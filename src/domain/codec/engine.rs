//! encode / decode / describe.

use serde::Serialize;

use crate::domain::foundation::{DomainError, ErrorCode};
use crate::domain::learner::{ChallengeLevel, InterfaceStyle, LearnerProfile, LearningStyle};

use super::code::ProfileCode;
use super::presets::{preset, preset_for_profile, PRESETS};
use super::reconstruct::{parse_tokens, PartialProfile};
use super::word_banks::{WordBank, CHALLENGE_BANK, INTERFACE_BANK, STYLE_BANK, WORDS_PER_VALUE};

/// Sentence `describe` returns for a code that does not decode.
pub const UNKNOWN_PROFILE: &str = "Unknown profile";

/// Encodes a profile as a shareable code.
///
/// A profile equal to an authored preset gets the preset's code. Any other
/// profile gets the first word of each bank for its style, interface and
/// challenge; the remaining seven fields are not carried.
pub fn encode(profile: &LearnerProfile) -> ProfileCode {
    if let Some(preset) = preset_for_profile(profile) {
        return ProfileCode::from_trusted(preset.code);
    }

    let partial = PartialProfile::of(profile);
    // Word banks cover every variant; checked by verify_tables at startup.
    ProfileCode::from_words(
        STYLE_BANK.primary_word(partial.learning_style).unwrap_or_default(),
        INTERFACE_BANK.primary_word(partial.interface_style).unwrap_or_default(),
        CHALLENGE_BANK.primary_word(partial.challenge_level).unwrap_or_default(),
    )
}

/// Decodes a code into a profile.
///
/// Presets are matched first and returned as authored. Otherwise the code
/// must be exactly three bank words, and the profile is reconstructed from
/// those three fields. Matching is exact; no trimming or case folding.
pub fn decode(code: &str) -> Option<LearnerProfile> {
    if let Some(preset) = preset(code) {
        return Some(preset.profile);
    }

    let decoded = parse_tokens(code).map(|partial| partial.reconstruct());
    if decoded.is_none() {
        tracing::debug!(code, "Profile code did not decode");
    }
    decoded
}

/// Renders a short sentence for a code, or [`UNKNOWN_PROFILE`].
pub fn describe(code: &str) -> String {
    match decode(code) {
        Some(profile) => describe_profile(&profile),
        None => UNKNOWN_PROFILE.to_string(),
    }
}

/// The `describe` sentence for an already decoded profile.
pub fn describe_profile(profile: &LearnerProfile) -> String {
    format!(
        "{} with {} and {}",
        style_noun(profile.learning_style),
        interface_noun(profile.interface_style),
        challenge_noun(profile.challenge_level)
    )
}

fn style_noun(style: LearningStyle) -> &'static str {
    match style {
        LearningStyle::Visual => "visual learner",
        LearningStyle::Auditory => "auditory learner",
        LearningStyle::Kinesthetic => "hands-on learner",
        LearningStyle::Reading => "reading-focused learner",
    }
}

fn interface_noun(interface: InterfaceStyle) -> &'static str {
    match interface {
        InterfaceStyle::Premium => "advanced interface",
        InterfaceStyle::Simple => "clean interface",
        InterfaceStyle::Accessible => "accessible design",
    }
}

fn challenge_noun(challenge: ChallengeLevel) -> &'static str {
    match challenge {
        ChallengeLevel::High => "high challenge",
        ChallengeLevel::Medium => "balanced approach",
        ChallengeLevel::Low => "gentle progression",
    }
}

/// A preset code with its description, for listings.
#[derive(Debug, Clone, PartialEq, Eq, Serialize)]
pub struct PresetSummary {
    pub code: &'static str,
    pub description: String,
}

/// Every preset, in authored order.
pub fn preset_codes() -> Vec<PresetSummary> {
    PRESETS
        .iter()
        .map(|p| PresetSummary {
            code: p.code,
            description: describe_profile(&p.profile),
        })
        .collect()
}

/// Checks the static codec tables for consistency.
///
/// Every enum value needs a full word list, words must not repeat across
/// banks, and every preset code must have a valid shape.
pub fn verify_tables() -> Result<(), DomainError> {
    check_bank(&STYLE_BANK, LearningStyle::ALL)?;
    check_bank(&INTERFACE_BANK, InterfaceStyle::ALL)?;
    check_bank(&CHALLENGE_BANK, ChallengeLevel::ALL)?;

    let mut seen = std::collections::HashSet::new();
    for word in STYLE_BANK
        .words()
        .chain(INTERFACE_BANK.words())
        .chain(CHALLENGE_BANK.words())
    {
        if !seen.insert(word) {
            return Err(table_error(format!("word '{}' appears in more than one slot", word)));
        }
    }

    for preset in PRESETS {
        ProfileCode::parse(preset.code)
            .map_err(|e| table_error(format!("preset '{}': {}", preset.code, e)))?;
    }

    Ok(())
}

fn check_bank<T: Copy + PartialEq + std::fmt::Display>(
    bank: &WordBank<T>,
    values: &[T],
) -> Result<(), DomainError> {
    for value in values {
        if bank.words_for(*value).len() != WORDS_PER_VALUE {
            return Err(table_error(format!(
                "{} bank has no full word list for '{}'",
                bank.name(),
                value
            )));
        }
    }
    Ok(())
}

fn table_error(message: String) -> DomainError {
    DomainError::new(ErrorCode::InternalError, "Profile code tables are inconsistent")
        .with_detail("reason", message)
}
------------
# WORK TASK
Each record should be transcribed exactly as it was written.

# OUTPUT OF THE EXERCISE
filename src/domain/codec/engine.rs
//! encode / decode / describe.

use serde::Serialize;

use crate::domain::foundation::{DomainError, ErrorCode};
use crate::domain::learner::{ChallengeLevel, InterfaceStyle, LearnerProfile, LearningStyle};

use super::code::ProfileCode;
use super::presets::{preset, preset_for_profile, PRESETS};
use super::reconstruct::{parse_tokens, PartialProfile};
use super::word_banks::{WordBank, CHALLENGE_BANK, INTERFACE_BANK, STYLE_BANK, WORDS_PER_VALUE};

/// Sentence `describe` returns for a code that does not decode.
pub const UNKNOWN_PROFILE: &str = "Unknown profile";

/// Encodes a profile as a shareable code.
///
/// A profile equal to an authored preset gets the preset's code. Any other
/// profile gets the first word of each bank for its style, interface and
/// challenge; the remaining seven fields are not carried.
pub fn encode(profile: &LearnerProfile) -> ProfileCode {
    if let Some(preset) = preset_for_profile(profile) {
        return ProfileCode::from_trusted(preset.code);
    }

    let partial = PartialProfile::of(profile);
    // Word banks cover every variant; checked by verify_tables at startup.
    ProfileCode::from_words(
        STYLE_BANK.primary_word(partial.learning_style).unwrap_or_default(),
        INTERFACE_BANK.primary_word(partial.interface_style).unwrap_or_default(),
        CHALLENGE_BANK.primary_word(partial.challenge_level).unwrap_or_default(),
    )
}

/// Decodes a code into a profile.
///
/// Presets are matched first and returned as authored. Otherwise the code
/// must be exactly three bank words, and the profile is reconstructed from
/// those three fields. Matching is exact; no trimming or case folding.
pub fn decode(code: &str) -> Option<LearnerProfile> {
    if let Some(preset) = preset(code) {
        return Some(preset.profile);
    }

    let decoded = parse_tokens(code).map(|partial| partial.reconstruct());
    if decoded.is_none() {
        tracing::debug!(code, "Profile code did not decode");
    }
    decoded
}

/// Renders a short sentence for a code, or [`UNKNOWN_PROFILE`].
pub fn describe(code: &str) -> String {
    match decode(code) {
        Some(profile) => describe_profile(&profile),
        None => UNKNOWN_PROFILE.to_string(),
    }
}

/// The `describe` sentence for an already decoded profile.
pub fn describe_profile(profile: &LearnerProfile) -> String {
    format!(
        "{} with {} and {}",
        style_noun(profile.learning_style),
        interface_noun(profile.interface_style),
        challenge_noun(profile.challenge_level)
    )
}

fn style_noun(style: LearningStyle) -> &'static str {
    match style {
        LearningStyle::Visual => "visual learner",
        LearningStyle::Auditory => "auditory learner",
        LearningStyle::Kinesthetic => "hands-on learner",
        LearningStyle::Reading => "reading-focused learner",
    }
}

fn interface_noun(interface: InterfaceStyle) -> &'static str {
    match interface {
        InterfaceStyle::Premium => "advanced interface",
        InterfaceStyle::Simple => "clean interface",
        InterfaceStyle::Accessible => "accessible design",
    }
}

fn challenge_noun(challenge: ChallengeLevel) -> &'static str {
    match challenge {
        ChallengeLevel::High => "high challenge",
        ChallengeLevel::Medium => "balanced approach",
        ChallengeLevel::Low => "gentle progression",
    }
}

/// A preset code with its description, for listings.
#[derive(Debug, Clone, PartialEq, Eq, Serialize)]
pub struct PresetSummary {
    pub code: &'static str,
    pub description: String,
}

/// Every preset, in authored order.
pub fn preset_codes() -> Vec<PresetSummary> {
    PRESETS
        .iter()
        .map(|p| PresetSummary {
            code: p.code,
            description: describe_profile(&p.profile),
        })
        .collect()
}

/// Checks the static codec tables for consistency.
///
/// Every enum value needs a full word list, words must not repeat across
/// banks, and every preset code must have a valid shape.
pub fn verify_tables() -> Result<(), DomainError> {
    check_bank(&STYLE_BANK, LearningStyle::ALL)?;
    check_bank(&INTERFACE_BANK, InterfaceStyle::ALL)?;
    check_bank(&CHALLENGE_BANK, ChallengeLevel::ALL)?;

    let mut seen = std::collections::HashSet::new();
    for word in STYLE_BANK
        .words()
        .chain(INTERFACE_BANK.words())
        .chain(CHALLENGE_BANK.words())
    {
        if !seen.insert(word) {
            return Err(table_error(format!("word '{}' appears in more than one slot", word)));
        }
    }

    for preset in PRESETS {
        ProfileCode::parse(preset.code)
            .map_err(|e| table_error(format!("preset '{}': {}", preset.code, e)))?;
    }

    Ok(())
}

fn check_bank<T: Copy + PartialEq + std::fmt::Display>(
    bank: &WordBank<T>,
    values: &[T],
) -> Result<(), DomainError> {
    for value in values {
        if bank.words_for(*value).len() != WORDS_PER_VALUE {
            return Err(table_error(format!(
                "{} bank has no full word list for '{}'",
                bank.name(),
                value
            )));
        }
    }
    Ok(())
}

fn table_error(message: String) -> DomainError {
    DomainError::new(ErrorCode::InternalError, "Profile code tables are inconsistent")
        .with_detail("reason", message)
}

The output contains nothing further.